> [About this exercise] Look through the entries for the string "panic" and copy every line where it shows up.

> [Excerpts from a dataset]
_ _ _ _ _
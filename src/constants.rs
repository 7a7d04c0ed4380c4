//! Reference scenario constants shared by the simulation and its harnesses.
//!
//! These are the defaults used when no configuration file is supplied. All
//! distances are in screen units (pixels) and all times are in seconds.

/// Viewport width of the reference scenario.
pub const VIEWPORT_WIDTH: u32 = 1000;
/// Viewport height of the reference scenario.
pub const VIEWPORT_HEIGHT: u32 = 800;
/// Frame cap; the harness steps the simulation at `1 / FRAMES_PER_SECOND`.
pub const FRAMES_PER_SECOND: f64 = 120.0;

/// Player acceleration in units per second squared.
pub const PLAYER_ACCELERATION: f64 = 1500.0;
/// Per-axis speed cap for the player.
pub const PLAYER_MAX_SPEED: f64 = 500.0;
/// Side length of the player's square footprint.
pub const PLAYER_SIZE: f64 = 50.0;

/// Spawn position of the default pursuer (top-left of its footprint).
pub const PURSUER_SPAWN_X: f64 = 100.0;
/// Spawn position of the default pursuer (top-left of its footprint).
pub const PURSUER_SPAWN_Y: f64 = 100.0;
/// Side length of the pursuer's square footprint.
pub const PURSUER_SIZE: f64 = 20.0;
/// Constant pursuit speed in units per second.
pub const PURSUER_SPEED: f64 = 300.0;

/// Below this speed a released player axis snaps to a dead stop.
pub const STOP_SPEED_THRESHOLD: f64 = 40.0;
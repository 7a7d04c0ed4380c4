//! Bevy harness: window, keyboard polling and sprite drawing.
//!
//! [`ChasePlugin`] owns the [`Scenario`] as a resource. The simulation steps
//! in `FixedUpdate` at the configured frame rate, so Bevy's fixed clock does
//! the frame pacing. Drawing happens in `Update` through a [`Surface`]
//! adapter that maps screen coordinates (top-left origin, `y` down) onto
//! Bevy's world space (centred origin, `y` up).
use bevy::log::LogPlugin;
use bevy::prelude::*;
use bevy::window::WindowResolution;
use glam::DVec2;

use crate::body::{Surface, Tint};
use crate::config::SimConfig;
use crate::input::MoveInput;
use crate::numeric::expect_f32;
use crate::scenario::Scenario;
use crate::vector_math::footprint_centre;

/// The running scenario.
#[derive(Resource, Debug, Deref, DerefMut)]
pub struct ChaseWorld(pub Scenario);

/// Viewport dimensions used for the screen-to-world transform.
#[derive(Resource, Debug, Clone, Copy, PartialEq)]
pub struct ScreenSize(pub DVec2);

/// Marks the sprite that shows one simulated entity.
#[derive(Component, Debug, Clone, Copy, PartialEq, Eq)]
pub enum Avatar {
    /// The player's sprite.
    Player,
    /// The pursuer's sprite.
    Pursuer,
}

/// Converts a footprint in screen coordinates to the Bevy world position of
/// its centre.
///
/// # Examples
///
/// ```
/// use bevy::math::Vec2;
/// use chase::presentation::screen_to_world;
/// use glam::DVec2;
///
/// let screen = DVec2::new(1000.0, 800.0);
/// let centre = screen_to_world(DVec2::new(475.0, 375.0), 50.0, screen);
/// assert_eq!(centre, Vec2::ZERO);
/// ```
#[must_use]
pub fn screen_to_world(top_left: DVec2, size: f64, screen: DVec2) -> Vec2 {
    let centre = footprint_centre(top_left, size);
    Vec2::new(
        expect_f32(centre.x - screen.x / 2.0),
        expect_f32(screen.y / 2.0 - centre.y),
    )
}

/// Sprite colour for a tint tag.
#[must_use]
pub fn tint_color(tint: Tint) -> Color {
    match tint {
        Tint::White => Color::WHITE,
        Tint::Red => Color::srgb(1.0, 0.0, 0.0),
    }
}

/// Writes a blitted footprint into a sprite's transform, size and colour.
struct SpriteSurface<'a> {
    screen: DVec2,
    transform: &'a mut Transform,
    sprite: &'a mut Sprite,
}

impl Surface for SpriteSurface<'_> {
    fn blit(&mut self, top_left: DVec2, size: f64, tint: Tint) {
        let centre = screen_to_world(top_left, size, self.screen);
        self.transform.translation.x = centre.x;
        self.transform.translation.y = centre.y;
        self.sprite.custom_size = Some(Vec2::splat(expect_f32(size)));
        self.sprite.color = tint_color(tint);
    }
}

/// Reads WASD (or arrow keys) into a [`MoveInput`].
#[must_use]
pub fn read_move_input(keyboard: &ButtonInput<KeyCode>) -> MoveInput {
    MoveInput {
        up: keyboard.pressed(KeyCode::KeyW) || keyboard.pressed(KeyCode::ArrowUp),
        down: keyboard.pressed(KeyCode::KeyS) || keyboard.pressed(KeyCode::ArrowDown),
        left: keyboard.pressed(KeyCode::KeyA) || keyboard.pressed(KeyCode::ArrowLeft),
        right: keyboard.pressed(KeyCode::KeyD) || keyboard.pressed(KeyCode::ArrowRight),
    }
}

/// Advances the scenario by one fixed timestep using the held keys.
#[expect(
    clippy::needless_pass_by_value,
    reason = "Bevy systems require parameters by value, not by reference."
)]
pub fn simulation_step_system(
    keyboard: Res<ButtonInput<KeyCode>>,
    time: Res<Time>,
    mut world: ResMut<ChaseWorld>,
) {
    let input = read_move_input(&keyboard);
    world.step(time.delta_secs_f64(), input);
}

/// Draws every entity onto its sprite.
#[expect(
    clippy::needless_pass_by_value,
    reason = "Bevy systems require parameters by value, not by reference."
)]
pub fn draw_avatars_system(
    world: Res<ChaseWorld>,
    screen: Res<ScreenSize>,
    mut sprites: Query<(&Avatar, &mut Transform, &mut Sprite)>,
) {
    for (avatar, mut transform, mut sprite) in &mut sprites {
        let mut surface = SpriteSurface {
            screen: screen.0,
            transform: &mut *transform,
            sprite: &mut *sprite,
        };
        match avatar {
            Avatar::Player => world.player().draw(&mut surface),
            Avatar::Pursuer => world.pursuer().draw(&mut surface),
        }
    }
}

fn spawn_avatars(mut commands: Commands) {
    commands.spawn((Camera2d, Name::new("ChaseCamera")));
    commands.spawn((Avatar::Player, Sprite::default(), Name::new("Player")));
    commands.spawn((Avatar::Pursuer, Sprite::default(), Name::new("Pursuer")));
}

/// Plugin installing the scenario, fixed-rate stepping and drawing.
#[derive(Debug, Default)]
pub struct ChasePlugin {
    config: SimConfig,
}

impl ChasePlugin {
    /// Creates the plugin for `config`.
    #[must_use]
    pub const fn new(config: SimConfig) -> Self {
        Self { config }
    }
}

impl Plugin for ChasePlugin {
    fn build(&self, app: &mut App) {
        let viewport = self.config.viewport;
        app.insert_resource(ChaseWorld(Scenario::new(&self.config)))
            .insert_resource(ScreenSize(DVec2::new(
                f64::from(viewport.width),
                f64::from(viewport.height),
            )))
            .insert_resource(ClearColor(Color::BLACK))
            .insert_resource(Time::<Fixed>::from_hz(self.config.fps))
            .add_systems(Startup, spawn_avatars)
            .add_systems(FixedUpdate, simulation_step_system)
            .add_systems(Update, draw_avatars_system);
    }
}

/// Opens the window and runs until it is closed.
pub fn run(config: SimConfig) -> AppExit {
    let window = Window {
        title: "Chase".to_owned(),
        resolution: WindowResolution::new(config.viewport.width, config.viewport.height),
        resizable: false,
        ..default()
    };

    App::new()
        .add_plugins(
            DefaultPlugins
                .build()
                .disable::<LogPlugin>()
                .set(WindowPlugin {
                    primary_window: Some(window),
                    ..default()
                }),
        )
        .add_plugins(ChasePlugin::new(config))
        .run()
}

#[cfg(test)]
mod tests {
    use super::*;
    use rstest::rstest;

    fn app() -> App {
        let mut app = App::new();
        app.add_plugins(MinimalPlugins);
        app.init_resource::<ButtonInput<KeyCode>>();
        app.add_plugins(ChasePlugin::default());
        app
    }

    fn avatar_state(app: &mut App, wanted: Avatar) -> Option<(Vec3, Sprite)> {
        let world = app.world_mut();
        let mut query = world.query::<(&Avatar, &Transform, &Sprite)>();
        query
            .iter(world)
            .find(|(avatar, _, _)| **avatar == wanted)
            .map(|(_, transform, sprite)| (transform.translation, sprite.clone()))
    }

    #[rstest]
    #[case::centre(DVec2::new(475.0, 375.0), 50.0, Vec2::ZERO)]
    #[case::top_left_corner(DVec2::ZERO, 0.0, Vec2::new(-500.0, 400.0))]
    #[case::pursuer_spawn(DVec2::new(100.0, 100.0), 20.0, Vec2::new(-390.0, 290.0))]
    fn screen_to_world_cases(#[case] top_left: DVec2, #[case] size: f64, #[case] expected: Vec2) {
        let screen = DVec2::new(1000.0, 800.0);
        assert_eq!(screen_to_world(top_left, size, screen), expected);
    }

    #[test]
    fn plugin_inserts_resources() {
        let app = app();
        assert!(app.world().contains_resource::<ChaseWorld>());
        assert!(app.world().contains_resource::<ScreenSize>());
    }

    #[test]
    fn first_frame_draws_both_avatars() {
        let mut app = app();
        app.update();

        let (player_pos, player_sprite) =
            avatar_state(&mut app, Avatar::Player).unwrap_or_else(|| panic!("player sprite"));
        assert_eq!(player_pos.truncate(), Vec2::ZERO);
        assert_eq!(player_sprite.custom_size, Some(Vec2::splat(50.0)));
        assert_eq!(player_sprite.color, Color::WHITE);

        let (pursuer_pos, pursuer_sprite) =
            avatar_state(&mut app, Avatar::Pursuer).unwrap_or_else(|| panic!("pursuer sprite"));
        assert_eq!(pursuer_pos.truncate(), Vec2::new(-390.0, 290.0));
        assert_eq!(pursuer_sprite.color, tint_color(Tint::Red));
    }

    #[test]
    fn held_keys_map_to_move_input() {
        let mut keyboard = ButtonInput::<KeyCode>::default();
        keyboard.press(KeyCode::KeyW);
        keyboard.press(KeyCode::ArrowRight);
        let input = read_move_input(&keyboard);
        assert_eq!(
            input,
            MoveInput {
                up: true,
                right: true,
                ..Default::default()
            }
        );
    }
}
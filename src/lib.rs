#![cfg_attr(docsrs, feature(doc_cfg))]
//! Library crate providing the chase simulation core.
//! A player square moves with inertia and a speed cap while a pursuer steers
//! straight at it every frame. Re-exports the entity types and the scenario
//! harness for the binary and tests.
pub mod body;
pub mod config;
pub mod constants;
pub mod input;
pub mod logging;
pub mod numeric;
pub mod player;
#[cfg(feature = "render")]
#[cfg_attr(docsrs, doc(cfg(feature = "render")))]
pub mod presentation;
pub mod pursuer;
pub mod registry;
pub mod scenario;
pub mod vector_math;
pub use constants::*;

// Re-export commonly used items
pub use body::{MotionBody, Surface, Tint};
pub use config::{ConfigError, PlayerConfig, PursuerConfig, SimConfig, Viewport};
pub use input::MoveInput;
pub use logging::init as init_logging;
pub use player::{Axis, Player};
#[cfg(feature = "render")]
#[cfg_attr(docsrs, doc(cfg(feature = "render")))]
pub use presentation::ChasePlugin;
pub use pursuer::Pursuer;
pub use registry::EnemyRegistry;
pub use scenario::Scenario;
pub use vector_math::{footprint_centre, heading_between, heading_velocity};

pub mod prelude {
    //! Prelude exports used in documentation examples.
    //!
    //! ```rust,no_run
    //! use chase::prelude::*;
    //! ```

    pub use crate::Axis;
    pub use crate::EnemyRegistry;
    pub use crate::MoveInput;
    pub use crate::Player;
    pub use crate::Pursuer;
    pub use crate::Scenario;
    pub use crate::SimConfig;
    pub use glam::DVec2;
}
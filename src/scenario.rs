//! Explicit harness context owning the simulated entities.
//!
//! A [`Scenario`] replaces process-wide window/clock state: it is built once
//! from a [`SimConfig`], stepped once per frame, and dropped at exit. Within a
//! step the order is fixed. Input is applied, the player moves, the pursuer
//! re-aims at the player's *post-update* centre, then the pursuer moves.
use log::trace;

use crate::body::Surface;
use crate::config::SimConfig;
use crate::input::MoveInput;
use crate::player::Player;
use crate::pursuer::Pursuer;
use crate::registry::EnemyRegistry;

/// Frames between position traces.
const TRACE_INTERVAL: u64 = 120;

/// One player chased by one pursuer.
#[derive(Debug, Clone, PartialEq)]
pub struct Scenario {
    player: Player,
    pursuer: Pursuer,
    enemies: EnemyRegistry,
    fixed_dt: f64,
    frame: u64,
}

impl Default for Scenario {
    fn default() -> Self {
        Self::new(&SimConfig::default())
    }
}

impl Scenario {
    /// Builds the scenario described by `config`. The player spawns centred
    /// in the viewport.
    #[must_use]
    pub fn new(config: &SimConfig) -> Self {
        let player = Player::centred_in(
            f64::from(config.viewport.width),
            f64::from(config.viewport.height),
            config.player.acceleration,
            config.player.max_speed,
            config.player.size,
        );
        let pursuer = Pursuer::new(
            config.pursuer.x,
            config.pursuer.y,
            config.pursuer.size,
            config.pursuer.speed,
        );
        Self::from_parts(player, pursuer, config.frame_dt())
    }

    /// Builds a scenario from already constructed entities.
    #[must_use]
    pub const fn from_parts(player: Player, pursuer: Pursuer, fixed_dt: f64) -> Self {
        Self {
            player,
            pursuer,
            enemies: EnemyRegistry::new(),
            fixed_dt,
            frame: 0,
        }
    }

    /// Advances the simulation by `dt` seconds with `input` held.
    pub fn step(&mut self, dt: f64, input: MoveInput) {
        input.apply_to(&mut self.player);
        self.player.update(dt);

        let target = self.player.centre();
        self.pursuer.calc_angle(target.x, target.y);
        self.pursuer.update(dt);

        self.frame += 1;
        if self.frame % TRACE_INTERVAL == 0 {
            trace!(
                "frame {}: player {:?} v={:?}, pursuer {:?}",
                self.frame,
                self.player.position(),
                self.player.velocity(),
                self.pursuer.position()
            );
        }
    }

    /// Advances by the configured fixed timestep.
    pub fn step_fixed(&mut self, input: MoveInput) {
        self.step(self.fixed_dt, input);
    }

    /// Draws the player, then the pursuer.
    pub fn draw<S: Surface + ?Sized>(&self, surface: &mut S) {
        self.player.draw(surface);
        self.pursuer.draw(surface);
    }

    /// The player avatar.
    #[must_use]
    pub const fn player(&self) -> &Player {
        &self.player
    }

    /// The pursuer chasing the player.
    #[must_use]
    pub const fn pursuer(&self) -> &Pursuer {
        &self.pursuer
    }

    /// Registry of additional pursuers. Not driven by [`Scenario::step`].
    #[must_use]
    pub const fn enemies(&self) -> &EnemyRegistry {
        &self.enemies
    }

    /// Mutable access to the registry.
    pub const fn enemies_mut(&mut self) -> &mut EnemyRegistry {
        &mut self.enemies
    }

    /// Number of completed steps.
    #[must_use]
    pub const fn frame(&self) -> u64 {
        self.frame
    }

    /// Seconds advanced by [`Scenario::step_fixed`].
    #[must_use]
    pub const fn fixed_dt(&self) -> f64 {
        self.fixed_dt
    }
}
_ _ _ _ _
> [Solution below]
            avatar_state(&mut app, Avatar::Player).unwrap_or_else(|| panic!("player sprite"));
            avatar_state(&mut app, Avatar::Pursuer).unwrap_or_else(|| panic!("pursuer sprite"));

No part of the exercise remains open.